Archive

Author Archive

Geometry-Shader-Free Bokeh Depth of Field Rendering

2012年08月1日 Leave a comment

Geometry-Shader-Free Bokeh Depth of Field Rendering

Depth Of Field is a popular post-process effect in real-time renderings. There have been many researches to improve the visual effects and efficiency of DOF effect in recent years. The most fast and widely used methods are still based on Gathering due to the nature of graphics hardware. There have also been Scattering based methods like Heat-diffusion DOF (Used in Metro 2033), and textured-Quad based Bokeh DOF (Used in Unreal Samaritan Demo and Crysis 2). The latter method gives very nice view of artist tweak-able shaped Bokeh, as well as proper foreground leaking, which are difficult to achieve with other methods. However this method consumes high fillrate, also it requires geometry shader to expand the bokeh quads, which might be slow in some of the hardware (The Crytek guys mentioned “Future: avoid geometry shader usage, and I suppose that people as smart as them have already done that).
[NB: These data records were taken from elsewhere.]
use crate::translator::Translator;
use std::collections::HashMap;
use voxbridge_core::TranslateError;

pub struct TranslatorRegistry {
    factories: HashMap<String, fn() -> Box<dyn Translator>>,
}

impl TranslatorRegistry {
    pub fn new() -> Self {
        let mut registry = Self {
            factories: HashMap::new(),
        };
        registry.register("passthrough", || {
            Box::new(crate::passthrough::PassthroughTranslator::new())
        });
        registry.register("google", || Box::new(crate::google::GoogleTranslator::new()));
        registry
    }

    pub fn register(&mut self, name: &str, factory: fn() -> Box<dyn Translator>) {
        self.factories.insert(name.to_string(), factory);
    }

    pub fn create(&self, name: &str) -> Result<Box<dyn Translator>, TranslateError> {
        self.factories
            .get(name)
            .map(|f| f())
            .ok_or_else(|| TranslateError::NotFound(name.to_string()))
    }

    /// Create and initialise in one step.
    pub async fn build(
        &self,
        name: &str,
        config: toml::Value,
    ) -> Result<Box<dyn Translator>, TranslateError> {
        let mut translator = self.create(name)?;
        translator.initialize(config).await?;
        tracing::info!(translator = name, "translator ready");
        Ok(translator)
    }

    pub fn list_translators(&self) -> Vec<&str> {
        self.factories.keys().map(|s| s.as_str()).collect()
    }
}

impl Default for TranslatorRegistry {
    fn default() -> Self {
        Self::new()
    }
}
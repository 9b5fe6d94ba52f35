use crate::capture::{CaptureFormat, DeviceGuard, InputBackend};
use std::sync::atomic::{AtomicBool, AtomicUsize, Ordering};
use std::sync::Arc;
use std::time::Duration;
use tokio::sync::mpsc;
use tokio::sync::mpsc::error::TrySendError;
use voxbridge_core::{AudioChunk, AudioError};

const RETRY_INTERVAL: Duration = Duration::from_millis(1);

/// Plays back pre-recorded frames as if they came from a device.
///
/// By default the stream ends after the last frame, like a finished
/// recording. With [`hold_open`](Self::hold_open) the "device" stays
/// acquired after playback until the session closes, like a live
/// microphone picking up silence.
pub struct ReplayBackend {
    chunks: Vec<AudioChunk>,
    hold_open: bool,
    opened: Arc<AtomicUsize>,
    active: Arc<AtomicUsize>,
}

impl ReplayBackend {
    pub fn new(chunks: Vec<AudioChunk>) -> Self {
        Self {
            chunks,
            hold_open: false,
            opened: Arc::new(AtomicUsize::new(0)),
            active: Arc::new(AtomicUsize::new(0)),
        }
    }

    pub fn hold_open(mut self) -> Self {
        self.hold_open = true;
        self
    }

    /// Number of acquisitions so far.
    pub fn opened(&self) -> usize {
        self.opened.load(Ordering::SeqCst)
    }

    /// Acquisitions not yet released.
    pub fn active(&self) -> usize {
        self.active.load(Ordering::SeqCst)
    }
}

impl InputBackend for ReplayBackend {
    fn name(&self) -> &str {
        "replay"
    }

    fn open(
        &self,
        _format: CaptureFormat,
        frames: mpsc::Sender<AudioChunk>,
    ) -> Result<DeviceGuard, AudioError> {
        let chunks = self.chunks.clone();
        let hold_open = self.hold_open;
        let stop = Arc::new(AtomicBool::new(false));
        let stop_flag = Arc::clone(&stop);

        self.opened.fetch_add(1, Ordering::SeqCst);
        self.active.fetch_add(1, Ordering::SeqCst);
        let active = Arc::clone(&self.active);

        let thread = std::thread::Builder::new()
            .name("voxbridge-replay".to_string())
            .spawn(move || {
                'chunks: for chunk in chunks {
                    let mut pending = chunk;
                    loop {
                        if stop_flag.load(Ordering::SeqCst) {
                            break 'chunks;
                        }
                        match frames.try_send(pending) {
                            Ok(()) => break,
                            Err(TrySendError::Full(c)) => {
                                pending = c;
                                std::thread::sleep(RETRY_INTERVAL);
                            }
                            Err(TrySendError::Closed(_)) => break 'chunks,
                        }
                    }
                }
                while hold_open && !stop_flag.load(Ordering::SeqCst) {
                    std::thread::sleep(RETRY_INTERVAL);
                }
                drop(frames);
            })
            .map_err(|e| {
                self.active.fetch_sub(1, Ordering::SeqCst);
                AudioError::StreamBuild(e.to_string())
            })?;

        Ok(DeviceGuard::new(move || {
            stop.store(true, Ordering::SeqCst);
            let _ = thread.join();
            active.fetch_sub(1, Ordering::SeqCst);
        }))
    }
}
use crate::error::ConfigError;
use crate::language::{AUTO, AUTO_PRIMARY_LANGUAGE, POSSIBLE_LANGUAGES};
use crate::types::AudioEncoding;
use regex::Regex;
use serde::Deserialize;
use std::path::Path;

#[derive(Debug, Deserialize, Clone, Default)]
pub struct AppConfig {
    #[serde(default)]
    pub general: GeneralConfig,

    #[serde(default)]
    pub server: ServerConfig,

    #[serde(default)]
    pub audio: AudioConfig,

    #[serde(default)]
    pub recognition: RecognizerConfig,

    #[serde(default)]
    pub translation: TranslatorConfig,
}

#[derive(Debug, Deserialize, Clone)]
pub struct GeneralConfig {
    #[serde(default = "default_log_level")]
    pub log_level: String,
}

impl Default for GeneralConfig {
    fn default() -> Self {
        Self {
            log_level: default_log_level(),
        }
    }
}

#[derive(Debug, Deserialize, Clone)]
pub struct ServerConfig {
    #[serde(default = "default_host")]
    pub host: String,

    #[serde(default = "default_port")]
    pub port: u16,

    #[serde(default = "default_max_upload_bytes")]
    pub max_upload_bytes: usize,

    #[serde(default = "default_true")]
    pub cors: bool,

    /// Keep the historical `translate-audio` behaviour of answering 200 with
    /// an empty translation when recognition or translation fails.
    #[serde(default = "default_true")]
    pub audio_errors_as_empty_translation: bool,
}

impl Default for ServerConfig {
    fn default() -> Self {
        Self {
            host: default_host(),
            port: default_port(),
            max_upload_bytes: default_max_upload_bytes(),
            cors: default_true(),
            audio_errors_as_empty_translation: default_true(),
        }
    }
}

#[derive(Debug, Deserialize, Clone)]
pub struct AudioConfig {
    #[serde(default = "default_device_name")]
    pub device_name: String,

    #[serde(default = "default_sample_rate")]
    pub sample_rate: u32,

    /// Samples per emitted frame.
    #[serde(default = "default_chunk_size")]
    pub chunk_size: u32,

    /// Frames buffered between the device callback and the recognizer.
    #[serde(default = "default_queue_depth")]
    pub queue_depth: usize,
}

impl Default for AudioConfig {
    fn default() -> Self {
        Self {
            device_name: default_device_name(),
            sample_rate: default_sample_rate(),
            chunk_size: default_chunk_size(),
            queue_depth: default_queue_depth(),
        }
    }
}

#[derive(Debug, Deserialize, Clone)]
pub struct RecognizerConfig {
    #[serde(default = "default_engine")]
    pub engine: String,

    #[serde(default = "default_auto_primary_language")]
    pub auto_primary_language: String,

    #[serde(default = "default_auto_alternative_languages")]
    pub auto_alternative_languages: Vec<String>,

    #[serde(default = "default_auto_model")]
    pub auto_model: String,

    #[serde(default = "default_known_model")]
    pub known_model: String,

    #[serde(default = "default_upload_encoding")]
    pub upload_encoding: AudioEncoding,

    #[serde(default = "default_upload_sample_rate")]
    pub upload_sample_rate: u32,

    #[serde(default = "default_upload_source")]
    pub upload_source: String,

    /// For `auto` requests, report the language the recognizer settled on
    /// instead of the primary hypothesis it was primed with.
    #[serde(default)]
    pub report_detected_language: bool,

    /// Per-engine tables such as `[recognition.google]`.
    #[serde(flatten)]
    pub engines: toml::Value,
}

impl RecognizerConfig {
    /// Options table for the selected engine, empty if none was given.
    pub fn engine_options(&self) -> toml::Value {
        engine_table(&self.engines, &self.engine)
    }
}

impl Default for RecognizerConfig {
    fn default() -> Self {
        Self {
            engine: default_engine(),
            auto_primary_language: default_auto_primary_language(),
            auto_alternative_languages: default_auto_alternative_languages(),
            auto_model: default_auto_model(),
            known_model: default_known_model(),
            upload_encoding: default_upload_encoding(),
            upload_sample_rate: default_upload_sample_rate(),
            upload_source: default_upload_source(),
            report_detected_language: false,
            engines: toml::Value::Table(Default::default()),
        }
    }
}

#[derive(Debug, Deserialize, Clone)]
pub struct TranslatorConfig {
    #[serde(default = "default_engine")]
    pub engine: String,

    #[serde(flatten)]
    pub engines: toml::Value,
}

impl TranslatorConfig {
    pub fn engine_options(&self) -> toml::Value {
        engine_table(&self.engines, &self.engine)
    }
}

impl Default for TranslatorConfig {
    fn default() -> Self {
        Self {
            engine: default_engine(),
            engines: toml::Value::Table(Default::default()),
        }
    }
}

fn engine_table(engines: &toml::Value, name: &str) -> toml::Value {
    engines
        .get(name)
        .cloned()
        .unwrap_or_else(|| toml::Value::Table(Default::default()))
}

fn default_log_level() -> String {
    "info".to_string()
}

fn default_host() -> String {
    "0.0.0.0".to_string()
}

fn default_port() -> u16 {
    5000
}

fn default_max_upload_bytes() -> usize {
    10 * 1024 * 1024
}

fn default_true() -> bool {
    true
}

fn default_device_name() -> String {
    "default".to_string()
}

fn default_sample_rate() -> u32 {
    16000
}

fn default_chunk_size() -> u32 {
    default_sample_rate() / 10
}

fn default_queue_depth() -> usize {
    64
}

fn default_engine() -> String {
    "google".to_string()
}

fn default_auto_primary_language() -> String {
    AUTO_PRIMARY_LANGUAGE.to_string()
}

fn default_auto_alternative_languages() -> Vec<String> {
    POSSIBLE_LANGUAGES.iter().map(|s| s.to_string()).collect()
}

fn default_auto_model() -> String {
    "latest_long".to_string()
}

fn default_known_model() -> String {
    "default".to_string()
}

fn default_upload_encoding() -> AudioEncoding {
    AudioEncoding::WebmOpus
}

fn default_upload_sample_rate() -> u32 {
    48000
}

fn default_upload_source() -> String {
    AUTO.to_string()
}

/// Interpolate `${VAR}` patterns with environment variable values.
fn interpolate_env_vars(input: &str) -> Result<String, ConfigError> {
    let re = Regex::new(r"\$\{([^}]+)\}").expect("env var pattern is a valid regex");
    let mut result = input.to_string();
    let mut errors = Vec::new();

    for cap in re.captures_iter(input) {
        let var_name = &cap[1];
        match std::env::var(var_name) {
            Ok(val) => {
                result = result.replace(&cap[0], &val);
            }
            Err(_) => {
                errors.push(var_name.to_string());
            }
        }
    }

    if let Some(first_missing) = errors.into_iter().next() {
        return Err(ConfigError::EnvVarNotFound(first_missing));
    }

    Ok(result)
}

impl AppConfig {
    /// Load configuration from a TOML file, with environment variable interpolation.
    pub fn load_from_file(path: &Path) -> Result<Self, ConfigError> {
        let content = std::fs::read_to_string(path)?;
        Self::from_toml_str(&content)
    }

    /// Parse configuration from a TOML string.
    pub fn from_toml_str(s: &str) -> Result<Self, ConfigError> {
        let interpolated = interpolate_env_vars(s)?;
        let config: AppConfig = toml::from_str(&interpolated)?;
        tracing::debug!(
            recognizer = %config.recognition.engine,
            translator = %config.translation.engine,
            "configuration parsed"
        );
        Ok(config)
    }

    /// `host:port` the HTTP server binds to.
    pub fn listen_addr(&self) -> String {
        format!("{}:{}", self.server.host, self.server.port)
    }
}
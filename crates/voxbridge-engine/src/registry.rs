use crate::recognizer::SpeechRecognizer;
use std::collections::HashMap;
use voxbridge_core::AsrError;

pub struct RecognizerRegistry {
    factories: HashMap<String, fn() -> Box<dyn SpeechRecognizer>>,
}

impl RecognizerRegistry {
    pub fn new() -> Self {
        let mut registry = Self {
            factories: HashMap::new(),
        };
        registry.register("null", || {
            Box::new(crate::null_recognizer::NullRecognizer::new())
        });
        registry.register("google", || {
            Box::new(crate::google::GoogleSpeechRecognizer::new())
        });
        registry
    }

    pub fn register(&mut self, name: &str, factory: fn() -> Box<dyn SpeechRecognizer>) {
        self.factories.insert(name.to_string(), factory);
    }

    pub fn create(&self, name: &str) -> Result<Box<dyn SpeechRecognizer>, AsrError> {
        self.factories
            .get(name)
            .map(|f| f())
            .ok_or_else(|| AsrError::EngineNotFound(name.to_string()))
    }

    /// Create and initialise in one step.
    pub async fn build(
        &self,
        name: &str,
        config: toml::Value,
    ) -> Result<Box<dyn SpeechRecognizer>, AsrError> {
        let mut recognizer = self.create(name)?;
        recognizer.initialize(config).await?;
        tracing::info!(recognizer = name, "speech recognizer ready");
        Ok(recognizer)
    }

    pub fn list_recognizers(&self) -> Vec<&str> {
        self.factories.keys().map(|s| s.as_str()).collect()
    }
}

impl Default for RecognizerRegistry {
    fn default() -> Self {
        Self::new()
    }
}

#[cfg(test)]
mod tests {
    use super::*;
    use crate::NullRecognizer;

    #[test]
    fn test_registry_new_has_builtin_recognizers() {
        let registry = RecognizerRegistry::new();
        let names = registry.list_recognizers();
        assert!(names.contains(&"null"));
        assert!(names.contains(&"google"));
    }

    #[test]
    fn test_registry_create_returns_correct_name() {
        let registry = RecognizerRegistry::new();
        assert_eq!(registry.create("null").unwrap().name(), "null");
        assert_eq!(registry.create("google").unwrap().name(), "google");
    }

    #[test]
    fn test_registry_create_unknown_returns_error() {
        let registry = RecognizerRegistry::new();
        match registry.create("nope") {
            Err(AsrError::EngineNotFound(name)) => assert_eq!(name, "nope"),
            _ => panic!("expected EngineNotFound error"),
        }
    }

    #[test]
    fn test_registry_register_custom_recognizer() {
        let mut registry = RecognizerRegistry::new();
        registry.register("custom", || Box::new(NullRecognizer::new()));
        let recognizer = registry.create("custom").unwrap();
        // NullRecognizer backs the factory, so the name is still "null"
        assert_eq!(recognizer.name(), "null");
    }

    #[tokio::test]
    async fn test_registry_build_google_without_key_fails() {
        let registry = RecognizerRegistry::new();
        let result = registry
            .build("google", toml::Value::Table(Default::default()))
            .await;
        assert!(matches!(result, Err(AsrError::InitializationFailed(_))));
    }

    #[tokio::test]
    async fn test_registry_build_null_succeeds() {
        let registry = RecognizerRegistry::new();
        let result = registry
            .build("null", toml::Value::Table(Default::default()))
            .await;
        assert!(result.is_ok());
    }
}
In this post I’m going to put my own naive implementation of the Non-geometry-shader Bokeh DOF method, wishing to get your better ideas upon this topic.

The implementation is based on UAV atomic internal counter. We uses compute shader to collect the bokeh data from the scene depth/color render targets, and emit the data into an Unordered access buffer. Then read this buffer as input to bokeh vertex shader, accumulate bokeh color with pixel shader, with front/back layer rendered into different areas of the , at last resolve and combine to the final scene.

Resource used:

1. RWStructuredBuffer<BokehData> BokehDataUAV;

This structured buffer is used to store the bokeh information, including pixel position and color. The UAV needs to be create with D3D11_BUFFER_UAV_FLAG_COUNTER flag.

BokehData need keep two float4 values for both position and color, but we do not require 32bit precision. So we encode float4 into int2 with f32tof16() instrinc and decode in the latter vertex shader with f16tof32. Note that half4 doesn’t help here (although it will compile, but the value read by vertex shader is not correct, wondering if it is a bug that the compiler didn’t report the problem while they say “this data type is only provided for language compatibility” in the SDK document).

2. RWBuffer<uint> DrawArgsUAV;

This buffer is used to store the counter from the above bokeh data buffer, to be consumed by the latter draw call ( DrawInstancedIndirect ). This way we prevent the stall to read-back the counter data back to CPU.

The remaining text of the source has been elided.